Les abus des droits de la personne
Le fichage des données individuelles traitées par l’intelligence artificielle donne des pouvoirs discrétionnaires inégalés au gouvernement chinois. Le logiciel de reconnaissance faciale et 170 millions de caméras de surveillance permettent d’identifier 1,37 milliard de Chinois en l’espace de minutes. Les critiques concernant l’arrestation de centaines d’avocats et d’activistes des droits de la personne en Chine ou même le traitement des Ouïghours du Xinjiang se font plus discrètes dans les démocraties occidentales qui sont de plus en plus dépendantes des investissements chinois.
Ombres chinoises
À la différence des démocraties libérales dans lesquelles les économies sont régies dans un cadre législatif bien défini et où les politiciens ne sont pas à l’abri des critiques, le parti Communiste chinois agit en maître d’œuvre incontesté, dirige à son gré les activités économiques et orchestre les interventions politiques.

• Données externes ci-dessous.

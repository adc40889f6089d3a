//! Move-split-merge distance.

use tracing::instrument;

use crate::constraint::BandConstraint;
use crate::distance::ExtendedDistance;
use crate::error::{DistanceError, require_non_negative};
use crate::grid::{Grid, prefer_diagonal};
use crate::measure::ElasticDistance;
use crate::series::TimeSeriesView;

/// Cost of splitting or merging `x` given its neighbour `y` and the point `z`
/// it is aligned against.
///
/// Only the constant `c` is charged when `x` lies between `y` and `z`.
pub(crate) fn split_merge_cost(x: f64, y: f64, z: f64, c: f64) -> f64 {
    if (y <= x && x <= z) || (y >= x && x >= z) {
        c
    } else {
        c + (x - y).abs().min((x - z).abs())
    }
}

/// MSM configuration with split/merge cost `c`.
#[derive(Debug, Clone, Copy, PartialEq)]
pub struct Msm {
    cost: f64,
    constraint: BandConstraint,
}

impl Msm {
    /// Create an unconstrained MSM calculator.
    ///
    /// # Errors
    ///
    /// | Variant | Condition |
    /// |---|---|
    /// | [`DistanceError::InvalidParameter`] | `cost` is negative, NaN or infinite |
    pub fn new(cost: f64) -> Result<Self, DistanceError> {
        Ok(Self {
            cost: require_non_negative("c", cost)?,
            constraint: BandConstraint::Unconstrained,
        })
    }

    /// Apply a band constraint.
    #[must_use]
    pub fn with_constraint(mut self, constraint: BandConstraint) -> Self {
        self.constraint = constraint;
        self
    }

    /// Return the split/merge cost.
    #[must_use]
    pub fn cost(&self) -> f64 {
        self.cost
    }
}

impl ElasticDistance for Msm {
    fn constraint(&self) -> BandConstraint {
        self.constraint
    }

    /// # Errors
    ///
    /// Never fails; unequal lengths are allowed.
    #[instrument(level = "trace", skip(a, b))]
    fn distance_extended(
        &self,
        a: TimeSeriesView<'_>,
        b: TimeSeriesView<'_>,
        cutoff: f64,
    ) -> Result<ExtendedDistance, DistanceError> {
        let (a, b, c) = (a.as_slice(), b.as_slice(), self.cost);

        let end = Grid::new(a.len(), b.len(), self.constraint).min_cost(
            (a[0] - b[0]).abs(),
            cutoff,
            |i, j, diag, up, left| {
                let moved = diag + (a[i] - b[j]).abs();
                let split = if i > 0 {
                    up + split_merge_cost(a[i], a[i - 1], b[j], c)
                } else {
                    f64::INFINITY
                };
                let merged = if j > 0 {
                    left + split_merge_cost(b[j], a[i], b[j - 1], c)
                } else {
                    f64::INFINITY
                };
                prefer_diagonal(moved, split, merged)
            },
        );
        Ok(ExtendedDistance::new(end.cost, end.reach))
    }
}

#[cfg(test)]
mod tests {
    use super::*;
    use crate::series::TimeSeries;

    fn ts(values: &[f64]) -> TimeSeries {
        TimeSeries::new(values.to_vec()).unwrap()
    }

    #[test]
    fn split_merge_between_neighbours_costs_constant() {
        assert_eq!(split_merge_cost(1.5, 1.0, 2.0, 0.1), 0.1);
        assert_eq!(split_merge_cost(1.5, 2.0, 1.0, 0.1), 0.1);
        assert_eq!(split_merge_cost(3.0, 1.0, 2.0, 0.1), 1.1);
    }

    #[test]
    fn reference_values() {
        let a = ts(&[1.0, 3.0, 2.0, 5.0, 4.0]);
        let b = ts(&[2.0, 1.0, 4.0, 3.0, 6.0]);
        let msm = Msm::new(1.0).unwrap();
        let e = msm.distance_extended(a.as_view(), b.as_view(), f64::INFINITY).unwrap();
        assert_eq!(e.distance.value(), 7.0);
        assert_eq!(e.validity_radius, Some(1));

        let locked = msm.with_constraint(BandConstraint::SakoeChibaRadius(0));
        assert_eq!(locked.distance(a.as_view(), b.as_view()).unwrap().value(), 9.0);
    }

    #[test]
    fn unequal_lengths() {
        let a = ts(&[1.0, 3.0, 2.0, 5.0, 4.0]);
        let b = ts(&[0.5, -1.0, 2.0]);
        let d = Msm::new(1.0).unwrap().distance(a.as_view(), b.as_view()).unwrap();
        assert!((d.value() - 9.5).abs() < 1e-12);
    }

    #[test]
    fn symmetric() {
        let a = ts(&[0.2, 1.7, -0.4, 0.9]);
        let b = ts(&[1.1, -0.3, 0.0, 2.2, 0.6]);
        let msm = Msm::new(0.5).unwrap();
        let ab = msm.distance(a.as_view(), b.as_view()).unwrap().value();
        let ba = msm.distance(b.as_view(), a.as_view()).unwrap().value();
        assert!((ab - ba).abs() < 1e-12);
    }
}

Le théâtre d’ombres chinois est une mise en scène qui laisse paraître des silhouettes tout en masquant leur arrière-plan. Il a été de même pour la politique chinoise jusqu’à présent. La Chine d’aujourd’hui agit plus ouvertement.
Tout récemment, il a été fait état d’activités d’espionnage informatique qui auraient pénétré 700 millions de téléphones Android ainsi que des banques canadiennes.
La prise d’otages politiques canadiens Michael Kovrig et Michael Spavor en Chine suite à l’arrestation dans la légalité de Meng Wanzhou directrice financière de Huawei est un chantage qui veut outrepasser le processus légal de l’état de droit. C’est un test qui est fait sur un petit pays pour donner le ton à ceux qui s’avanceraient à critiquer ou à s’opposer à certaines politiques chinoises.
Devant la remise en question de certains engagements des États-Unis sous la présidence de Trump, il est fort possible que la Chine cherche à intervenir prochainement dans l’arène politique internationale et nuance bien moins son jeu d’ombres. L’affirmation militaire de la Chine en mer de Chine et la réclamation de droits territoriaux sur des îles flottantes armées de missiles ont semé la panique dans les états du Sud-est asiatique. Elle n’est qu’un signe avant-coureur de ce changement de cap.